Hoje, essas tropas ditas ‘de elite’ das Forças Armadas dos EUA, são autoras executoras da maioria dos ataques e sequestros e assassinatos noturnos, sempre à caça de “suspeitos muito valiosos”.
As autoridades norte-americanas têm declarado em entrevistas que as ‘novas regras’ estão sendo aplicadas, e que não diminuiu o número de detenções. De fato, a mudança é sutil: todo o processo de captura de suspeitos está sendo transferido quase completamente para áreas e atores que podem mais facilmente escapar à vigilância das organizações de direitos humanos: estão passando a ser atribuição dos serviços secretos; e criaram-se novas estações para concentração de prisioneiros; na prática, são pequenas prisões ‘de campo’, secretas.
Para os militares norte-americanos, tratar-se-ia de encarar a realidade da guerra: não se podem combater guerrilheiros, sem invasões surpresa e prisões; seria como pretender combater guerrilheiros, sem tiros.
Aos olhos dos soldados dos EUA, o Afeganistão é local apavorante. Os homens são barbudos e usam turbantes. Não dão um passo ser rezar. Em praticamente todo o país, as mulheres são proibidas de sair de casa. A maioria dos afegãos tem sua própria Kalashnikov. “Não se pode confiar em ninguém”, diz Rodrigo Arias, marinheiro estacionado na província de Kunar, no nordeste do país. “Já escapei de várias emboscadas, e ninguém nos preveniu de coisa alguma. Ninguém fala conosco, nas vilas, mesmo que eles sempre saibam o que está para acontecer.”

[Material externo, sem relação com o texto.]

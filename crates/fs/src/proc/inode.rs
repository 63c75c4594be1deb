//! procfs 节点
//!
//! 节点只有两种：读时生成内容的文件，以及挂着子节点表的目录。
//! 元数据在创建时确定，之后不再变化，因此不需要加锁。

use core::any::Any;
use core::sync::atomic::{AtomicUsize, Ordering};

use alloc::collections::BTreeMap;
use alloc::string::{String, ToString};
use alloc::sync::Arc;
use alloc::vec::Vec;
use sync::SpinLock;
use uapi::time::TimeSpec;
use vfs::{DirEntry, FileMode, FsError, Inode, InodeMetadata, InodeType};

use crate::ops::fs_ops;

/// 读时生成文件内容
pub trait ContentGenerator: Send + Sync {
    /// 生成完整内容，每次读取都会调用
    fn generate(&self) -> Result<Vec<u8>, FsError>;
}

enum Body {
    Generated(Arc<dyn ContentGenerator>),
    Dir(SpinLock<BTreeMap<String, Arc<ProcInode>>>),
}

/// procfs 节点
pub struct ProcInode {
    ino: usize,
    mode: FileMode,
    born: TimeSpec,
    body: Body,
}

static NEXT_INO: AtomicUsize = AtomicUsize::new(1);

impl ProcInode {
    fn alloc(kind: InodeType, perm: FileMode, body: Body) -> Arc<Self> {
        Arc::new(Self {
            ino: NEXT_INO.fetch_add(1, Ordering::Relaxed),
            mode: kind.mode_bits() | perm,
            born: fs_ops().timespec_now(),
            body,
        })
    }

    /// 读时生成内容的只读文件
    pub fn new_dynamic_file(generator: Arc<dyn ContentGenerator>, perm: FileMode) -> Arc<Self> {
        Self::alloc(InodeType::File, perm, Body::Generated(generator))
    }

    /// 空目录
    pub fn new_directory(perm: FileMode) -> Arc<Self> {
        Self::alloc(InodeType::Directory, perm, Body::Dir(SpinLock::new(BTreeMap::new())))
    }

    fn children(&self) -> Result<&SpinLock<BTreeMap<String, Arc<ProcInode>>>, FsError> {
        match &self.body {
            Body::Dir(children) => Ok(children),
            Body::Generated(_) => Err(FsError::NotDirectory),
        }
    }

    fn kind(&self) -> InodeType {
        match self.body {
            Body::Generated(_) => InodeType::File,
            Body::Dir(_) => InodeType::Directory,
        }
    }

    /// 挂载子节点，重名返回 `AlreadyExists`
    pub fn add_child(&self, name: &str, child: Arc<ProcInode>) -> Result<(), FsError> {
        let mut children = self.children()?.lock();
        if children.contains_key(name) {
            return Err(FsError::AlreadyExists);
        }
        children.insert(name.to_string(), child);
        Ok(())
    }

    /// 摘下子节点
    pub fn remove_child(&self, name: &str) -> Result<Arc<ProcInode>, FsError> {
        self.children()?.lock().remove(name).ok_or(FsError::NotFound)
    }
}

impl Inode for ProcInode {
    fn metadata(&self) -> Result<InodeMetadata, FsError> {
        let kind = self.kind();
        Ok(InodeMetadata {
            inode_no: self.ino,
            inode_type: kind,
            mode: self.mode,
            uid: 0,
            gid: 0,
            // 与 Linux 一致，生成文件的大小报告为 0
            size: 0,
            atime: self.born,
            mtime: self.born,
            ctime: self.born,
            nlinks: if kind == InodeType::Directory { 2 } else { 1 },
            blocks: 0,
            rdev: 0,
        })
    }

    fn read_at(&self, offset: usize, buf: &mut [u8]) -> Result<usize, FsError> {
        let Body::Generated(generator) = &self.body else {
            return Err(FsError::IsDirectory);
        };
        let data = generator.generate()?;
        let Some(rest) = data.get(offset..) else {
            return Ok(0);
        };
        let n = rest.len().min(buf.len());
        buf[..n].copy_from_slice(&rest[..n]);
        Ok(n)
    }

    fn lookup(&self, name: &str) -> Result<Arc<dyn Inode>, FsError> {
        let child = self.children()?.lock().get(name).cloned();
        child.map(|c| c as Arc<dyn Inode>).ok_or(FsError::NotFound)
    }

    fn readdir(&self) -> Result<Vec<DirEntry>, FsError> {
        let children = self.children()?.lock();
        let dot = |name: &str| DirEntry {
            name: name.to_string(),
            inode_no: self.ino,
            inode_type: InodeType::Directory,
        };
        let mut entries = Vec::with_capacity(children.len() + 2);
        entries.push(dot("."));
        entries.push(dot(".."));
        entries.extend(children.iter().map(|(name, child)| DirEntry {
            name: name.clone(),
            inode_no: child.ino,
            inode_type: child.kind(),
        }));
        Ok(entries)
    }

    fn as_any(&self) -> &dyn Any {
        self
    }
}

Oficial do exército que serviu nas Estações de Concentração de prisioneiros diz que é preciso dúzia de assaltos noturnos, para encontrar um suspeito ‘útil’. “Muitas vezes é preciso derrubar portas. Muitas vezes é preciso torcer braços. Temos de ser ‘pescoço duro’, mas... quando se chega ao prisioneiro que interessa, aí é que se vê a importância do que fazemos.”
Para Arias, é questão de sobrevivência. “Quero voltar inteiro para casa. Se, para isso, tiver de derrubar alguns, derrubo.” Questionar essa lógica, diz ele, é questionar a própria guerra, se a guerra vale a pena. “Não sou pago para isso. Decidir se a guerra vale a pena é trabalho para o pessoal em Washington.”
Se os assaltos e sequestros noturnos são parte inevitável da moderna guerra de contraguerrilha, o mesmo se deve dizer do ressentimento que esses ataques noturnos geram e alimentam. “Todos festejamos quando os norte-americanos chegaram. Acreditamos que trariam paz e estabilidade” – diz o ex-detento Rehmatullah. “Mas hoje, a maioria dos moradores da vila onde moro querem que os norte-americanos desapareçam daqui”. Um ano depois de Rehmatullah ser solto, seu sobrinho foi preso, em circunstâncias semelhantes. Mais dois meses, e outros moradores da mesma vila também desapareceram.
O padrão é sempre o mesmo, e repete-se: grupos militantes dos Talibãs emboscam os comboios de soldados quando atravessam uma vila; e imediatamente desaparecem nas colinas cobertas de vegetação espessa. À noite, os soldados voltam e ‘recolhem’ suspeitos, haja ou não qualquer denúncia específica. Nos últimos dois anos, 16 pessoas foram sequestradas e dez assassinadas nesses ataques militares noturnos, só numa vila de cerca de 300 moradores, segundo os próprios moradores. No mesmo período, os guerrilheiros Talibãs mataram um morador da vila e não sequestraram ninguém.
Por tudo isso, os moradores dessa vila têm hoje mais medo do terrorismo dos norte-americanos do que dos Talibãs. Há noites em que os filhos de Rehmatullah ouvem o ruído de helicópteros e correm para o quarto do pai. Ele os consola como pode, mas admite que também tem medo. “Sei que estou meio velho para isso, mas os norte-americanos, nessa guerra fazem-me, outra vez, ter medo do escuro.”